Give it a couple of years and my opinion will change

Give it a couple of years, yeah. That's reasonable. I won't try to shoot a wedding in HDR now or in summer. I do, however, have some more ambitious shorts in planning. The visual quality of which concerns me now

10 hours ago, mkabi said:

HDR vs Resolution vs Brightness.

I believe that they are different and separate from each other. Does it affect each other?

In short: I think so.

My iMac display is *not* HDR, but it has ~500 nits. LCD, means blacks are grey. I have it backlit with a 6500°K LED bar for perceived contrast. Can't stand to watch Netflix on my ~4 year old Samsung TV - anymore. In comparison, all images look muddy and faded. Once it is replaced by an HDR-TV, it's clear to me that I wouldn't want to invest any effort into producing rec_709 images any further. 

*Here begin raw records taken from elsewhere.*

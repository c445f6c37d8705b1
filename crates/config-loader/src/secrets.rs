use once_cell::sync::{Lazy, OnceCell};
use regex::Regex;
use serde_json::Value;
use std::collections::HashMap;
use std::env;
use std::fs;
use std::path::PathBuf;
use thiserror::Error;
use tracing::{debug, warn};

static SECRET_URI: Lazy<Regex> =
    Lazy::new(|| Regex::new(r"^secret://([^/]+)/(.+)$").expect("secret uri pattern compiles"));

const SENSITIVE_KEY_PARTS: &[&str] = &["password", "secret", "token", "key"];

#[derive(Error, Debug)]
pub enum SecretError {
    #[error("Secret not found: {scope}/{key}")]
    SecretNotFound { scope: String, key: String },

    #[error("Failed to read secrets file: {path} - {message}")]
    SecretsFileError { path: String, message: String },

    #[error("Failed to parse secrets file: {message}")]
    SecretsParseError { message: String },
}

pub trait SecretProvider: Send + Sync {
    fn resolve(&self, scope: &str, key: &str) -> Result<String, SecretError>;
}

/// Resolves `secret://scope/key` references from `SECRET_<SCOPE>_<KEY>`
/// environment variables first, then from a JSON file shaped
/// `{ "<scope>": { "<key>": "<value>" } }`.
pub struct EnvFileSecretProvider {
    secrets_file_path: Option<PathBuf>,
    cached_secrets: OnceCell<HashMap<String, HashMap<String, String>>>,
}

impl EnvFileSecretProvider {
    pub fn new() -> Self {
        let secrets_file_path = env::var("COPYDESK_SECRETS_FILE")
            .map(PathBuf::from)
            .ok()
            .or_else(|| {
                let default_path = PathBuf::from(".copydesk/secrets.json");
                default_path.exists().then_some(default_path)
            });

        Self {
            secrets_file_path,
            cached_secrets: OnceCell::new(),
        }
    }

    pub fn with_secrets_file<P: Into<PathBuf>>(secrets_file_path: P) -> Self {
        Self {
            secrets_file_path: Some(secrets_file_path.into()),
            cached_secrets: OnceCell::new(),
        }
    }

    fn load_secrets_from_file(
        &self,
    ) -> Result<HashMap<String, HashMap<String, String>>, SecretError> {
        let Some(ref path) = self.secrets_file_path else {
            return Ok(HashMap::new());
        };
        debug!("Loading secrets from file: {:?}", path);

        let content = fs::read_to_string(path).map_err(|e| SecretError::SecretsFileError {
            path: path.to_string_lossy().to_string(),
            message: e.to_string(),
        })?;
        let parsed: HashMap<String, HashMap<String, Value>> = serde_json::from_str(&content)
            .map_err(|e| SecretError::SecretsParseError {
                message: e.to_string(),
            })?;

        let mut secrets = HashMap::new();
        for (scope, entries) in parsed {
            let mut scope_secrets = HashMap::new();
            for (key, value) in entries {
                match value {
                    Value::String(s) => {
                        scope_secrets.insert(key, s);
                    }
                    other => warn!(
                        "Ignoring non-string secret {}/{} ({})",
                        scope,
                        key,
                        kind_of(&other)
                    ),
                }
            }
            secrets.insert(scope, scope_secrets);
        }
        Ok(secrets)
    }

    fn cached(&self) -> &HashMap<String, HashMap<String, String>> {
        self.cached_secrets.get_or_init(|| {
            self.load_secrets_from_file().unwrap_or_else(|e| {
                warn!("Failed to load secrets from file: {}", e);
                HashMap::new()
            })
        })
    }
}

impl SecretProvider for EnvFileSecretProvider {
    fn resolve(&self, scope: &str, key: &str) -> Result<String, SecretError> {
        let env_var_name = format!(
            "SECRET_{}_{}",
            scope.to_uppercase().replace('-', "_"),
            key.to_uppercase().replace('-', "_")
        );
        if let Ok(value) = env::var(&env_var_name) {
            debug!("Resolved secret {}/{} from {}", scope, key, env_var_name);
            return Ok(value);
        }

        if let Some(value) = self.cached().get(scope).and_then(|s| s.get(key)) {
            debug!("Resolved secret {}/{} from secrets file", scope, key);
            return Ok(value.clone());
        }

        Err(SecretError::SecretNotFound {
            scope: scope.to_string(),
            key: key.to_string(),
        })
    }
}

impl Default for EnvFileSecretProvider {
    fn default() -> Self {
        Self::new()
    }
}

/// Replaces every `secret://scope/key` string in `config`, at any depth.
pub fn resolve_secrets_in_config<P: SecretProvider + ?Sized>(
    config: &mut Value,
    provider: &P,
) -> Result<(), SecretError> {
    match config {
        Value::String(s) => {
            if let Some(captures) = SECRET_URI.captures(s) {
                let resolved = provider.resolve(&captures[1], &captures[2])?;
                *s = resolved;
            }
        }
        Value::Object(obj) => {
            for v in obj.values_mut() {
                resolve_secrets_in_config(v, provider)?;
            }
        }
        Value::Array(arr) => {
            for item in arr.iter_mut() {
                resolve_secrets_in_config(item, provider)?;
            }
        }
        _ => {}
    }
    Ok(())
}

/// Masks values under sensitive-looking keys, for printing effective config.
pub fn redact_secrets_in_config(config: &mut Value) {
    match config {
        Value::Object(obj) => {
            for (key, v) in obj.iter_mut() {
                let lower = key.to_lowercase();
                if SENSITIVE_KEY_PARTS.iter().any(|part| lower.contains(part)) {
                    if let Value::String(s) = v {
                        *s = "***".to_string();
                    }
                } else {
                    redact_secrets_in_config(v);
                }
            }
        }
        Value::Array(arr) => {
            for item in arr.iter_mut() {
                redact_secrets_in_config(item);
            }
        }
        _ => {}
    }
}

fn kind_of(v: &Value) -> &'static str {
    match v {
        Value::Null => "null",
        Value::Bool(_) => "bool",
        Value::Number(_) => "number",
        Value::String(_) => "string",
        Value::Array(_) => "array",
        Value::Object(_) => "object",
    }
}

There are two sources that discuss HDR vs Resolution vs Brightness in detail: 

1. the Yedlin "Resolution Myths Debunked" video. The bottom line of which is, with true 1080p, we have passed a threshold. We won't be able to see individual pixels at reasonable viewing distances. What is more, since all images are scaled - always! - an upscaling on a device with bigger resolution will improve the perceived resolution dramatically. HD on a UHD display looks better than UHD on an HD display. Fact. 

Resolution is only good if you can't see (or rather feel) it's limits. So resolution must be "invisible". 

Resolution is often confused with perceived sharpness. Beyond the said threshold, contrast adds more sharpness, brilliance, clarity than more pixels. 

2. The lectures on rec_2020, which include 4k (UHDTV1), 8k (UHDTV2), HFR, WideColorGamut and HDR. This is complicated matter, but all engineers agree that an extended dynamic range contributes most of all factors to perceived image quality. 

As a side-note, regarding resolution: it's an indisputable *fact* that 4k @ standard frame rates is only HD for moving images. 4k demands bigger pictures (interchangeable with shorter viewing distances, as in retina display), and the motion blur then diminishes the spatial resolution. 50/60p for 4k, 120p for 8k. Like it or not. You can't be a pixel peeper and resolution fundamentalist and at the same time insist on cinematic 24p.

8 hours ago, andrgl said:

Early investing in hardware only benefits manufactures.

We have to define the word benefit here. At the present point, it may not be reasonable or economically advisable to buy the hardware. If these were generally accepted arguments, EOSHD would probably die.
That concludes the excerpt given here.